California Ancient Sands Growing Subtropical Gold 🌱
This week, I had the pleasure of stepping into something special—a subtropical farm rooted in ancient sands along the San Luis Obispo coast.
From Salinas down through San Luis Obispo, the conditions feel almost dialed in by nature itself. Warm, but never scorching. Crisp, but never cold. Like the land found its own perfect thermostat—sunlight pouring in, ocean air keeping everything in balance.
Pulling up to Edulis Lilikoi, a 16-acre organic farm tucked into Arroyo Grande, you can feel it immediately—this isn’t just a farm, it’s a living system. Stewarded by a family deeply connected to the land, with a vision not just to grow food, but to unlock what this place is truly capable of becoming.

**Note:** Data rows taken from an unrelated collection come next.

fn handle_ui_msg(app: &mut AppState, msg: UiMsg) {
    match msg {
        UiMsg::Tick => app.evaluate_reminders(),
        UiMsg::Reload => app.reload(),
        UiMsg::Store(StoreEvent::Reminded(fired)) => {
            app.refresh_view(None);
            if let Some(last) = fired.last() {
                let message = if fired.len() == 1 {
                    format!("reminder: {}", last.body)
                } else {
                    format!("{} reminders, latest: {}", fired.len(), last.body)
                };
                app.set_info(message);
            }
        }
        UiMsg::Store(StoreEvent::Reloaded) => {
            app.refresh_view(None);
            app.set_info("reloaded from disk".to_string());
        }
        UiMsg::Store(_) => app.refresh_view(None),
        UiMsg::WatchError(err) => {
            app.watch_error = Some(format!("watch error: {err}"));
        }
    }
}

/// Returns true when the tracker should exit.
fn handle_key(app: &mut AppState, key: KeyEvent) -> bool {
    if key.modifiers.contains(KeyModifiers::CONTROL) && key.code == KeyCode::Char('c') {
        return true;
    }

    if let Some(confirm) = app.delete_confirm.take() {
        match key.code {
            KeyCode::Char('y') | KeyCode::Enter => {
                match actions::delete_assignment(&mut app.store, &confirm.assignment_id) {
                    Ok(outcome) => app.apply_outcome(outcome),
                    Err(err) => app.set_error(err.to_string()),
                }
            }
            KeyCode::Char('n') | KeyCode::Char('q') | KeyCode::Esc => {
                app.set_info("cancelled".to_string());
            }
            _ => {
                app.delete_confirm = Some(confirm);
            }
        }
        return false;
    }

    if let Some(mut editor) = app.editor.take() {
        match editor.handle_key(key) {
            EditorAction::None => {
                app.editor = Some(editor);
            }
            EditorAction::Cancel => {
                app.set_info("cancelled".to_string());
            }
            EditorAction::Submit => submit_editor(app, editor),
        }
        return false;
    }

    if app.help_context != HelpContext::None {
        if matches!(
            key.code,
            KeyCode::Char('?') | KeyCode::Char('q') | KeyCode::Esc
        ) {
            app.help_context = HelpContext::None;
        }
        return false;
    }

    match key.code {
        KeyCode::Char('q') | KeyCode::Esc => return true,
        KeyCode::Char('?') => app.toggle_help(HelpContext::List),
        KeyCode::Char('j') | KeyCode::Down => app.move_selection(1),
        KeyCode::Char('k') | KeyCode::Up => app.move_selection(-1),
        KeyCode::Char('g') | KeyCode::Home => app.move_selection(isize::MIN / 2),
        KeyCode::Char('G') | KeyCode::End => app.move_selection(isize::MAX / 2),
        KeyCode::PageDown => app.move_selection(app.list_jump()),
        KeyCode::PageUp => app.move_selection(-app.list_jump()),
        KeyCode::Char('1') => app.set_filter(Filter::Active),
        KeyCode::Char('2') => app.set_filter(Filter::Completed),
        KeyCode::Char('3') => app.set_filter(Filter::All),
        KeyCode::Tab => app.set_filter(app.filter.next()),
        KeyCode::Char('a') => {
            app.editor = Some(EditorState::new_assignment(
                app.config.reminders.default_reminders(),
            ));
        }
        KeyCode::Char('e') | KeyCode::Enter => {
            match app.selected_assignment().map(EditorState::edit_assignment) {
                Some(editor) => app.editor = Some(editor),
                None => app.set_error("no assignment selected".to_string()),
            }
        }
        KeyCode::Char(' ') | KeyCode::Char('x') => {
            let Some(id) = app.selected_assignment().map(|a| a.id.clone()) else {
                app.set_error("no assignment selected".to_string());
                return false;
            };
            match actions::toggle_assignment(&mut app.store, &id) {
                Ok(outcome) => app.apply_outcome(outcome),
                Err(err) => app.set_error(err.to_string()),
            }
        }
        KeyCode::Char('d') | KeyCode::Delete => {
            let confirm = app.selected_assignment().map(|assignment| DeleteConfirmState {
                assignment_id: assignment.id.clone(),
                title: assignment.title.clone(),
            });
            match confirm {
                Some(confirm) => app.delete_confirm = Some(confirm),
                None => app.set_error("no assignment selected".to_string()),
            }
        }
        KeyCode::Char('t') => match actions::toggle_theme(&app.store, &app.config.display) {
            Ok((theme, outcome)) => {
                app.theme = theme;
                app.set_info(outcome.message);
            }
            Err(err) => app.set_error(err.to_string()),
        },
        KeyCode::Char('n') => match actions::request_notifications(&mut app.notifier) {
            Ok(outcome) => app.set_info(outcome.message),
            Err(err) => app.set_error(err.to_string()),
        },
        KeyCode::Char('r') => {
            app.reload();
            app.set_info("reloaded".to_string());
        }
        _ => {}
    }
    false
}

fn submit_editor(app: &mut AppState, mut editor: EditorState) {
    let draft = match editor.build_draft() {
        Ok(draft) => draft,
        Err(message) => {
            editor.set_error(message);
            app.editor = Some(editor);
            return;
        }
    };

    let result = match (editor.kind(), editor.assignment_id()) {
        (EditorKind::EditAssignment, Some(id)) => {
            actions::update_assignment(&mut app.store, id, draft)
        }
        _ => actions::create_assignment(&mut app.store, draft),
    };
    match result {
        Ok(outcome) => app.apply_outcome(outcome),
        Err(err) => {
            editor.set_error(err.to_string());
            app.editor = Some(editor);
        }
    }
}

fn is_tracked_file(path: &Path) -> bool {
    path.file_name()
        .and_then(|name| name.to_str())
        .is_some_and(|name| matches!(name, ASSIGNMENTS_KEY | THEME_KEY | PERMISSION_KEY))
}

fn spawn_watch(data_dir: PathBuf, ui_tx: Sender<UiMsg>) {
    // On first run nothing has been saved yet; the directory must exist to be watched.
    if let Err(err) = fs::create_dir_all(&data_dir) {
        let _ = ui_tx.send(UiMsg::WatchError(err.to_string()));
        return;
    }

    let (event_tx, event_rx) = mpsc::channel();
    let watcher: notify::Result<RecommendedWatcher> = notify::recommended_watcher(move |res| {
        let _ = event_tx.send(res);
    });
    let mut watcher = match watcher {
        Ok(watcher) => watcher,
        Err(err) => {
            let _ = ui_tx.send(UiMsg::WatchError(err.to_string()));
            return;
        }
    };
    if let Err(err) = watcher.watch(&data_dir, RecursiveMode::NonRecursive) {
        let _ = ui_tx.send(UiMsg::WatchError(err.to_string()));
        return;
    }
    debug!(dir = %data_dir.display(), "watching data directory");

    thread::spawn(move || {
        let _watcher = watcher;
        let debounce = Duration::from_millis(WATCH_DEBOUNCE_MS);
        let mut pending: Option<Instant> = None;

        loop {
            let timeout = pending
                .map(|deadline| deadline.saturating_duration_since(Instant::now()))
                .unwrap_or(Duration::from_secs(3600));
            match event_rx.recv_timeout(timeout) {
                Ok(Ok(event)) => {
                    if event.paths.iter().any(|path| is_tracked_file(path)) {
                        pending = Some(Instant::now() + debounce);
                    }
                }
                Ok(Err(err)) => {
                    let _ = ui_tx.send(UiMsg::WatchError(err.to_string()));
                }
                Err(mpsc::RecvTimeoutError::Timeout) => {
                    if pending.take().is_some() && ui_tx.send(UiMsg::Reload).is_err() {
                        break;
                    }
                }
                Err(mpsc::RecvTimeoutError::Disconnected) => break,
            }
        }
    });
}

There’s something powerful about walking into a place where the mindset is simple:
we don’t know everything… but the land might.
Cover crops and mixed plantings weave together into what feels like a fruit jungle—layers of life, flavor, and fragrance at every turn. Citrus hanging in the light. Passionfruit climbing and reaching. Everything thriving in a climate that refuses extremes fed by the mineral-rich remnants of an ancient sea that once covered this ground.
As we wrapped up our walk, we moved into the avocado orchard—where diversity tells its own story. Not just the familiar Hass, but Bacon, Reed, Ettinger, and Fuerte. Each variety carrying its own texture, oil content, and timing. A full spectrum, not a monocrop.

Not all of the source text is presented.